Instaurando un parallelismo, gli artisti in mostra dunque si insinuano e disturbano questi equilibri naturali, provocando oscillazioni e reinterpretazioni, ma allo stesso tempo sono distaccati osservatori algidi che possono così trasferire su un medium “terzo” ciò che gli ambienti gli comunicano – più o meno esplicitamente – per metterlo a disposizione di una conversazione collettiva, coadiuvata da una bibliografia a disposizione dei visitatori di Artnoble.

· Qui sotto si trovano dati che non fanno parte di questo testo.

//! Concurrency gate — serializes bursty notifications through one consumer.
//!
//! A [`Gate`] admits items from any number of producer tasks into a bounded
//! FIFO queue; the matching [`GateQueue`] is held by exactly one consumer.
//! Admission never drops: when the queue is full, `admit` waits until the
//! consumer has made room. Items come out in arrival order, so work hanging
//! off the queue runs strictly one at a time even under bursts.

use thiserror::Error;
use tokio::sync::mpsc;

/// Error returned by [`Gate::admit`] when the consumer side is gone.
#[derive(Debug, Error, PartialEq, Eq)]
#[error("Gate closed: consumer dropped")]
pub struct GateClosed;

/// Producer half of a gate. Cheap to clone; every clone feeds the same queue.
pub struct Gate<T> {
    tx: mpsc::Sender<T>,
}

impl<T> Clone for Gate<T> {
    fn clone(&self) -> Self {
        Self {
            tx: self.tx.clone(),
        }
    }
}

/// Consumer half of a gate. Not cloneable; one consumer per gate.
pub struct GateQueue<T> {
    rx: mpsc::Receiver<T>,
}

impl<T> Gate<T> {
    /// Create a gate with the given queue capacity (minimum 1).
    pub fn bounded(capacity: usize) -> (Gate<T>, GateQueue<T>) {
        let (tx, rx) = mpsc::channel(capacity.max(1));
        (Gate { tx }, GateQueue { rx })
    }

    /// Enqueue an item, waiting for room if the queue is full.
    pub async fn admit(&self, item: T) -> Result<(), GateClosed> {
        self.tx.send(item).await.map_err(|_| GateClosed)
    }
}

impl<T> GateQueue<T> {
    /// Take the next item in arrival order. `None` once every producer is
    /// dropped and the queue is drained.
    pub async fn next(&mut self) -> Option<T> {
        self.rx.recv().await
    }
}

Così le sculture di Edoardo Manzoni, legate ai temi della mimesi, della caccia e della seduzione, dialogano con la grande installazione di Silvia Mariotti, attenta allo studio di ambienti notturni e crepuscolari, alla stratificazione di elementi reali e artificiali e alla simbologia dei paesaggi naturali. A questi lavori si affiancano gli strati pittorici attraverso i quali Simon Nicasz-Dean, nei suoi monotipi, gioca con il tempo, sovrapponendo momenti diversi negli stessi luoghi. L’aspetto soggettivo e le immagini di fiori provenienti dall’infanzia giocano poi un ruolo importante nelle opere di Katherine Jones, pensate come serre destinate a proteggere le piante tropicali instabili e altre specie migrate, in cui viene sottolineato il ruolo dell’ambiente (sia naturale sia artificiale) in quanto agente di trasformazione e di selezione. Giovanni Chiamenti presenta invece una serie di lavori in ceramica ibridi tra l’animale e il vegetale e una scultura in plexiglass realizzata attraverso l’elaborazione di dati falsati da un’intelligenza artificiale. Un’altra metamorfosi è quella a cui si interessa Giulia Mangoni, che ricostruisce la storia di Marica – ninfa pre-romana continuamente soggetta a distorsioni della natura e mai fissata iconograficamente – nell’intento di ripensare una possibile attualità di questa figura legata tanto all’universo naturale quanto alla cultura e alla storia dell’Isola del Liri. Infine Michele Guido è presente sia con due fotografie, sia in qualità di voce narrante di Zeitgeber con un saggio dal titolo Coltivare la luce/Seminare la carta, in cui cerca le suggestioni che s’intravedono nella concertazione delle opere in mostra.